PPARgamma has critical role in the differentiation of mesenchymal stem cells into adipocytes while suppressing osteoblastic differentiation. We generated transgenic mice that overexpress PPARgamma specifically in osteoblasts under the control of a 2.3-kb procollagen type 1 promoter (Col.1-PPARgamma). Bone mineral density (BMD) of 6- to 14-week-old Col.1 - PPARgamma male mice was 8% to 10% lower than that of their wild-type littermates, whereas no difference was noticed in Col.1-PPARgamma female mice. Col.1-PPARgamma male mice exhibited decreased bone volume (45%), trabecular thickness (23%), and trabecular number (27%), with a reciprocal increase in trabecular spacing (51%).
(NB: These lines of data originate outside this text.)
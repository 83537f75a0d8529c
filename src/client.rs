//! High-level client: base URL, deadline, cookies and default headers on
//! top of [`Transport`].

use std::sync::Arc;
use std::time::Duration;

use bytes::Bytes;
use http::Method;
use tokio::sync::Mutex;
use url::Url;

use crate::cookie::CookieJar;
use crate::error::{Error, Result};
use crate::fingerprint::ClientHello;
use crate::proxy::parse_proxies;
use crate::request::Request;
use crate::response::Response;
use crate::transport::connector::TlsOptions;
use crate::transport::Transport;

/// Default per-request deadline.
pub const DEFAULT_TIMEOUT: Duration = Duration::from_secs(10);

/// Client configuration, validated once by [`Client::new`].
#[derive(Debug, Clone)]
pub struct ClientConfig {
    /// Relative request URLs are resolved against this.
    pub base_url: Option<String>,
    /// Deadline for a whole request; `None` disables it.
    pub timeout: Option<Duration>,
    /// `host:port` or `host:port:username:password`.
    pub proxies: Vec<String>,
    pub client_hello: ClientHello,
    /// Keep cookies between requests.
    pub cookie_store: bool,
    /// Send the identity's User-Agent when the request has none.
    pub default_user_agent: bool,
    pub tls: TlsOptions,
}

impl Default for ClientConfig {
    fn default() -> Self {
        Self {
            base_url: None,
            timeout: Some(DEFAULT_TIMEOUT),
            proxies: Vec::new(),
            client_hello: ClientHello::default(),
            cookie_store: true,
            default_user_agent: true,
            tls: TlsOptions::danger_accept_invalid_certs(),
        }
    }
}

struct ClientInner {
    transport: Transport,
    base_url: Option<Url>,
    timeout: Option<Duration>,
    default_user_agent: bool,
    cookies: Option<Mutex<CookieJar>>,
}

/// HTTP client with a fingerprinting transport. Cheap to clone.
#[derive(Clone)]
pub struct Client {
    inner: Arc<ClientInner>,
}

/// Builder for HTTP requests.
pub struct RequestBuilder<'a> {
    client: &'a Client,
    url: String,
    method: Method,
    headers: Vec<(String, String)>,
    body: Option<Bytes>,
}

/// Builder for creating HTTP clients.
#[derive(Debug, Default)]
pub struct ClientBuilder {
    config: ClientConfig,
}

impl Client {
    /// Create a new client builder.
    pub fn builder() -> ClientBuilder {
        ClientBuilder::new()
    }

    /// Validate `config` and create the client.
    pub fn new(config: ClientConfig) -> Result<Self> {
        let proxies = parse_proxies(&config.proxies)?;
        let base_url = config.base_url.as_deref().map(Url::parse).transpose()?;
        if config.timeout == Some(Duration::ZERO) {
            return Err(Error::config("timeout must be non-zero"));
        }

        let transport = Transport::with_tls_options(config.client_hello, proxies, config.tls);
        Ok(Self {
            inner: Arc::new(ClientInner {
                transport,
                base_url,
                timeout: config.timeout,
                default_user_agent: config.default_user_agent,
                cookies: config.cookie_store.then(|| Mutex::new(CookieJar::new())),
            }),
        })
    }

    pub fn get(&self, url: impl Into<String>) -> RequestBuilder<'_> {
        self.request(Method::GET, url)
    }

    pub fn post(&self, url: impl Into<String>) -> RequestBuilder<'_> {
        self.request(Method::POST, url)
    }

    pub fn request(&self, method: Method, url: impl Into<String>) -> RequestBuilder<'_> {
        RequestBuilder {
            client: self,
            url: url.into(),
            method,
            headers: Vec::new(),
            body: None,
        }
    }

    pub fn transport(&self) -> &Transport {
        &self.inner.transport
    }

    /// Swap the Client Hello identity for subsequent requests.
    pub async fn set_client_hello(&self, client_hello: ClientHello) {
        self.inner.transport.set_client_hello(client_hello).await;
    }

    /// Snapshot of stored cookies, if the cookie store is enabled.
    pub async fn cookies(&self) -> Option<CookieJar> {
        match &self.inner.cookies {
            Some(jar) => Some(jar.lock().await.clone()),
            None => None,
        }
    }

    /// Resolve `url` against the base URL, if one is set.
    fn resolve(&self, url: &str) -> Result<Url> {
        match &self.inner.base_url {
            Some(base) => Ok(base.join(url)?),
            None => Ok(Url::parse(url)?),
        }
    }

    /// Send `request` with client defaults applied, under the deadline.
    pub async fn execute(&self, mut request: Request) -> Result<Response> {
        let url = Url::parse(&request.uri().to_string())?;

        if self.inner.default_user_agent && !request.has_header("user-agent") {
            let ua = self.inner.transport.client_hello().await.user_agent();
            request.headers_mut().push(("User-Agent".into(), ua.into()));
        }
        if let Some(jar) = &self.inner.cookies {
            if !request.has_header("cookie") {
                if let Some(cookie) = jar.lock().await.build_cookie_header(&url) {
                    request.headers_mut().push(("Cookie".into(), cookie));
                }
            }
        }

        let round_trip = self.inner.transport.round_trip(request);
        let response = match self.inner.timeout {
            Some(limit) => tokio::time::timeout(limit, round_trip)
                .await
                .map_err(|_| Error::Timeout(limit))?,
            None => round_trip.await,
        }?;

        if let Some(jar) = &self.inner.cookies {
            jar.lock().await.store_from_headers(&response.headers, &url);
        }
        Ok(response.with_url(url.as_str()))
    }
}

impl<'a> RequestBuilder<'a> {
    /// Add a header to the request.
    pub fn header(mut self, key: impl Into<String>, value: impl Into<String>) -> Self {
        self.headers.push((key.into(), value.into()));
        self
    }

    /// Set all headers (replaces existing headers).
    pub fn headers(mut self, headers: Vec<(String, String)>) -> Self {
        self.headers = headers;
        self
    }

    /// Set the request body.
    pub fn body(mut self, body: impl Into<Bytes>) -> Self {
        self.body = Some(body.into());
        self
    }

    /// Send the request and return the response.
    pub async fn send(self) -> Result<Response> {
        let url = self.client.resolve(&self.url)?;
        let mut request = Request::parse(self.method, url.as_str())?;
        *request.headers_mut() = self.headers;
        if let Some(body) = self.body {
            request = request.body(body);
        }
        self.client.execute(request).await
    }
}

impl ClientBuilder {
    pub fn new() -> Self {
        Self::default()
    }

    pub fn base_url(mut self, url: impl Into<String>) -> Self {
        self.config.base_url = Some(url.into());
        self
    }

    /// Set the whole-request deadline.
    pub fn timeout(mut self, timeout: Duration) -> Self {
        self.config.timeout = Some(timeout);
        self
    }

    /// Disable the whole-request deadline.
    pub fn no_timeout(mut self) -> Self {
        self.config.timeout = None;
        self
    }

    /// Proxy strings; validated at [`build`](Self::build).
    pub fn proxies<S: Into<String>>(mut self, proxies: impl IntoIterator<Item = S>) -> Self {
        self.config.proxies = proxies.into_iter().map(Into::into).collect();
        self
    }

    pub fn client_hello(mut self, client_hello: ClientHello) -> Self {
        self.config.client_hello = client_hello;
        self
    }

    pub fn cookie_store(mut self, enabled: bool) -> Self {
        self.config.cookie_store = enabled;
        self
    }

    pub fn default_user_agent(mut self, enabled: bool) -> Self {
        self.config.default_user_agent = enabled;
        self
    }

    /// Trust any server certificate. On by default.
    pub fn danger_accept_invalid_certs(mut self, accept: bool) -> Self {
        self.config.tls.danger_accept_invalid_certs = accept;
        self
    }

    /// Add a trust anchor used when certificate verification is on.
    pub fn add_root_certificate(mut self, cert: impl Into<Vec<u8>>) -> Self {
        self.config.tls.root_certs.push(cert.into());
        self
    }

    /// Build the client.
    pub fn build(self) -> Result<Client> {
        Client::new(self.config)
    }
}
Dynamic histomorphometric analysis also revealed that bone-formation rate (42%) and mineral apposition rate (32%) were suppressed significantly in Col.1-PPARgamma male mice compared with their wild-type littermates. Interestingly, osteoclast number and surface also were decreased by 40% and 58%, respectively, in Col.1-PPARgamma male mice. In vitro whole-marrow culture for osteoclastogenesis also showed a significant decrease in osteoclast formation (approximately 35%) with the cells from Col.1-PPARgamma male mice, and OPG/RANKL ratio was reduced in stromal cells from Col.1-PPARgamma male mice. Although there was no significant difference in BMD in Col.1-PPARgamma female mice up to 30 weeks, bone loss was accelerated after ovariectomy compared with wild-type female mice (-3.9% versus -6.8% at 12 weeks after ovariectomy, p < .01), indicating that the effects of PPARgamma overexpression becomes more evident in an estrogen-deprived state in female mice. In conclusion, in vivo osteoblast-specific overexpression of PPARgamma negatively regulates bone mass in male mice and accelerates estrogen-deficiency-related bone loss in female mice. (c) 2011 American Society for Bone and Mineral Research.